* [Activity] Every line of the material that holds "InstanceMetadataCredentials" should be counted; give the number and nothing more.

---+---

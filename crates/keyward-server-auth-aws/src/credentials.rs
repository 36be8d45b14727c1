// Copyright (c) 2025 Geoffrey Huntley <ghuntley@ghuntley.com>. All rights reserved.
// SPDX-License-Identifier: Proprietary

//! AWS credential sources.
//!
//! Credentials resolve in order: keys configured on the backend, the process
//! environment, then the EC2 instance metadata service. When a client cache
//! entry names a role ARN, the resolved credentials are exchanged for that
//! role through STS and refreshed before they lapse.

use async_trait::async_trait;
use chrono::{DateTime, Utc};
use keyward_common_secret::SecretString;
use keyward_server_auth::{AuthError, AuthResult};
use serde::Deserialize;
use std::sync::{Arc, Mutex};
use std::time::Duration;
use tracing::{debug, info};
use url::Url;

use crate::query::{self, QueryTarget};

/// Lifetime requested for assumed-role credentials.
pub const ASSUMED_ROLE_DURATION: Duration = Duration::from_secs(15 * 60);

/// Credentials are refreshed this long before they expire.
const REFRESH_MARGIN: Duration = Duration::from_secs(60);

pub const DEFAULT_METADATA_URL: &str = "http://169.254.169.254";

#[derive(Debug, Clone)]
pub struct Credentials {
	pub access_key_id: String,
	pub secret_access_key: SecretString,
	pub session_token: Option<String>,
	pub expires_at: Option<DateTime<Utc>>,
}

impl Credentials {
	pub fn new(access_key_id: impl Into<String>, secret_access_key: impl Into<String>) -> Self {
		Self {
			access_key_id: access_key_id.into(),
			secret_access_key: SecretString::new(secret_access_key.into()),
			session_token: None,
			expires_at: None,
		}
	}

	fn needs_refresh(&self, now: DateTime<Utc>) -> bool {
		let margin = chrono::Duration::from_std(REFRESH_MARGIN).unwrap_or_default();
		matches!(self.expires_at, Some(at) if at - margin <= now)
	}
}

#[async_trait]
pub trait CredentialsProvider: Send + Sync {
	fn name(&self) -> &'static str;

	async fn credentials(&self) -> AuthResult<Credentials>;
}

/// Keys from `config/client`.
pub struct StaticCredentials(Credentials);

impl StaticCredentials {
	pub fn new(credentials: Credentials) -> Self {
		Self(credentials)
	}
}

#[async_trait]
impl CredentialsProvider for StaticCredentials {
	fn name(&self) -> &'static str {
		"static"
	}

	async fn credentials(&self) -> AuthResult<Credentials> {
		Ok(self.0.clone())
	}
}

/// `AWS_ACCESS_KEY_ID`, `AWS_SECRET_ACCESS_KEY` and optional `AWS_SESSION_TOKEN`.
pub struct EnvironmentCredentials;

#[async_trait]
impl CredentialsProvider for EnvironmentCredentials {
	fn name(&self) -> &'static str {
		"environment"
	}

	async fn credentials(&self) -> AuthResult<Credentials> {
		let access_key = std::env::var("AWS_ACCESS_KEY_ID").ok().filter(|v| !v.is_empty());
		let secret_key = std::env::var("AWS_SECRET_ACCESS_KEY").ok().filter(|v| !v.is_empty());
		match (access_key, secret_key) {
			(Some(access_key), Some(secret_key)) => {
				let mut creds = Credentials::new(access_key, secret_key);
				creds.session_token = std::env::var("AWS_SESSION_TOKEN").ok().filter(|v| !v.is_empty());
				Ok(creds)
			}
			_ => Err(AuthError::not_found("AWS credentials in environment")),
		}
	}
}

#[derive(Debug, Deserialize)]
#[serde(rename_all = "PascalCase")]
struct MetadataCredentials {
	access_key_id: String,
	secret_access_key: String,
	token: Option<String>,
	expiration: Option<DateTime<Utc>>,
}

/// Role credentials from the EC2 instance metadata service (IMDSv2 with v1 fallback).
pub struct InstanceMetadataCredentials {
	http: reqwest::Client,
	base_url: String,
}

impl InstanceMetadataCredentials {
	pub fn new(http: reqwest::Client, base_url: impl Into<String>) -> Self {
		Self {
			http,
			base_url: base_url.into().trim_end_matches('/').to_string(),
		}
	}

	async fn session_token(&self) -> Option<String> {
		let response = self
			.http
			.put(format!("{}/latest/api/token", self.base_url))
			.header("X-aws-ec2-metadata-token-ttl-seconds", "21600")
			.send()
			.await
			.ok()?;
		if !response.status().is_success() {
			return None;
		}
		response.text().await.ok()
	}

	async fn get(&self, path: &str, token: Option<&str>) -> AuthResult<String> {
		let mut request = self.http.get(format!("{}{path}", self.base_url));
		if let Some(token) = token {
			request = request.header("X-aws-ec2-metadata-token", token);
		}
		let response = request
			.send()
			.await
			.map_err(|e| AuthError::upstream("instance metadata", e.to_string()))?;
		if !response.status().is_success() {
			return Err(AuthError::upstream(
				"instance metadata",
				format!("{path} returned {}", response.status()),
			));
		}
		response
			.text()
			.await
			.map_err(|e| AuthError::upstream("instance metadata", e.to_string()))
	}
}

#[async_trait]
impl CredentialsProvider for InstanceMetadataCredentials {
	fn name(&self) -> &'static str {
		"instance-metadata"
	}

	async fn credentials(&self) -> AuthResult<Credentials> {
		let token = self.session_token().await;
		let listing = self
			.get("/latest/meta-data/iam/security-credentials/", token.as_deref())
			.await?;
		let role = listing
			.lines()
			.map(str::trim)
			.find(|l| !l.is_empty())
			.ok_or_else(|| AuthError::not_found("instance profile role"))?;
		let body = self
			.get(
				&format!("/latest/meta-data/iam/security-credentials/{role}"),
				token.as_deref(),
			)
			.await?;
		let parsed: MetadataCredentials = serde_json::from_str(&body)
			.map_err(|e| AuthError::upstream("instance metadata", e.to_string()))?;
		Ok(Credentials {
			access_key_id: parsed.access_key_id,
			secret_access_key: SecretString::new(parsed.secret_access_key),
			session_token: parsed.token,
			expires_at: parsed.expiration,
		})
	}
}

/// The first provider that yields credentials wins.
pub struct CredentialChain {
	providers: Vec<Arc<dyn CredentialsProvider>>,
}

impl CredentialChain {
	pub fn new(providers: Vec<Arc<dyn CredentialsProvider>>) -> Self {
		Self { providers }
	}

	/// Static keys when both are set, then environment, then instance metadata.
	pub fn standard(
		http: reqwest::Client,
		access_key: &str,
		secret_key: &str,
		metadata_url: &str,
	) -> Self {
		let mut providers: Vec<Arc<dyn CredentialsProvider>> = Vec::new();
		if !access_key.is_empty() && !secret_key.is_empty() {
			providers.push(Arc::new(StaticCredentials::new(Credentials::new(
				access_key, secret_key,
			))));
		}
		providers.push(Arc::new(EnvironmentCredentials));
		providers.push(Arc::new(InstanceMetadataCredentials::new(http, metadata_url)));
		Self::new(providers)
	}
}

#[async_trait]
impl CredentialsProvider for CredentialChain {
	fn name(&self) -> &'static str {
		"chain"
	}

	async fn credentials(&self) -> AuthResult<Credentials> {
		for provider in &self.providers {
			match provider.credentials().await {
				Ok(creds) => {
					debug!(provider = provider.name(), "resolved AWS credentials");
					return Ok(creds);
				}
				Err(e) => debug!(provider = provider.name(), error = %e, "credential source unavailable"),
			}
		}
		Err(AuthError::upstream(
			"aws",
			"no credentials available from configuration, environment or instance metadata",
		))
	}
}

#[derive(Debug, Deserialize)]
#[serde(rename_all = "PascalCase")]
struct AssumeRoleResponse {
	assume_role_result: AssumeRoleResult,
}

#[derive(Debug, Deserialize)]
#[serde(rename_all = "PascalCase")]
struct AssumeRoleResult {
	credentials: AssumedCredentials,
}

#[derive(Debug, Deserialize)]
#[serde(rename_all = "PascalCase")]
struct AssumedCredentials {
	access_key_id: String,
	secret_access_key: String,
	session_token: String,
	expiration: DateTime<Utc>,
}

/// Credentials for `role_arn`, obtained with `base` and cached until near expiry.
pub struct AssumeRoleCredentials {
	http: reqwest::Client,
	base: Arc<dyn CredentialsProvider>,
	role_arn: String,
	sts: QueryTarget,
	cached: Mutex<Option<Credentials>>,
}

impl AssumeRoleCredentials {
	pub fn new(
		http: reqwest::Client,
		base: Arc<dyn CredentialsProvider>,
		role_arn: impl Into<String>,
		sts_endpoint: Url,
	) -> Self {
		Self {
			http,
			base,
			role_arn: role_arn.into(),
			sts: QueryTarget::new(sts_endpoint, "us-east-1", "sts"),
			cached: Mutex::new(None),
		}
	}

	fn cached(&self, now: DateTime<Utc>) -> Option<Credentials> {
		let guard = match self.cached.lock() {
			Ok(guard) => guard,
			Err(poisoned) => poisoned.into_inner(),
		};
		guard.as_ref().filter(|c| !c.needs_refresh(now)).cloned()
	}

	fn store(&self, creds: Credentials) {
		let mut guard = match self.cached.lock() {
			Ok(guard) => guard,
			Err(poisoned) => poisoned.into_inner(),
		};
		*guard = Some(creds);
	}
}

#[async_trait]
impl CredentialsProvider for AssumeRoleCredentials {
	fn name(&self) -> &'static str {
		"assume-role"
	}

	#[tracing::instrument(skip(self), fields(role_arn = %self.role_arn), name = "AssumeRoleCredentials::credentials")]
	async fn credentials(&self) -> AuthResult<Credentials> {
		let now = Utc::now();
		if let Some(creds) = self.cached(now) {
			return Ok(creds);
		}

		let base = self.base.credentials().await?;
		let session_name = format!("keyward-{}", now.timestamp());
		let duration = ASSUMED_ROLE_DURATION.as_secs().to_string();
		let body = query::call(
			&self.http,
			&self.sts,
			&base,
			&[
				("Action", "AssumeRole"),
				("Version", "2011-06-15"),
				("RoleArn", &self.role_arn),
				("RoleSessionName", &session_name),
				("DurationSeconds", &duration),
			],
		)
		.await?;
		let parsed: AssumeRoleResponse = query::parse_xml("sts", &body)?;
		let assumed = parsed.assume_role_result.credentials;
		let creds = Credentials {
			access_key_id: assumed.access_key_id,
			secret_access_key: SecretString::new(assumed.secret_access_key),
			session_token: Some(assumed.session_token),
			expires_at: Some(assumed.expiration),
		};
		info!(expires_at = %assumed.expiration, "assumed role credentials refreshed");
		self.store(creds.clone());
		Ok(creds)
	}
}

---+---

* [Reply to the task] 4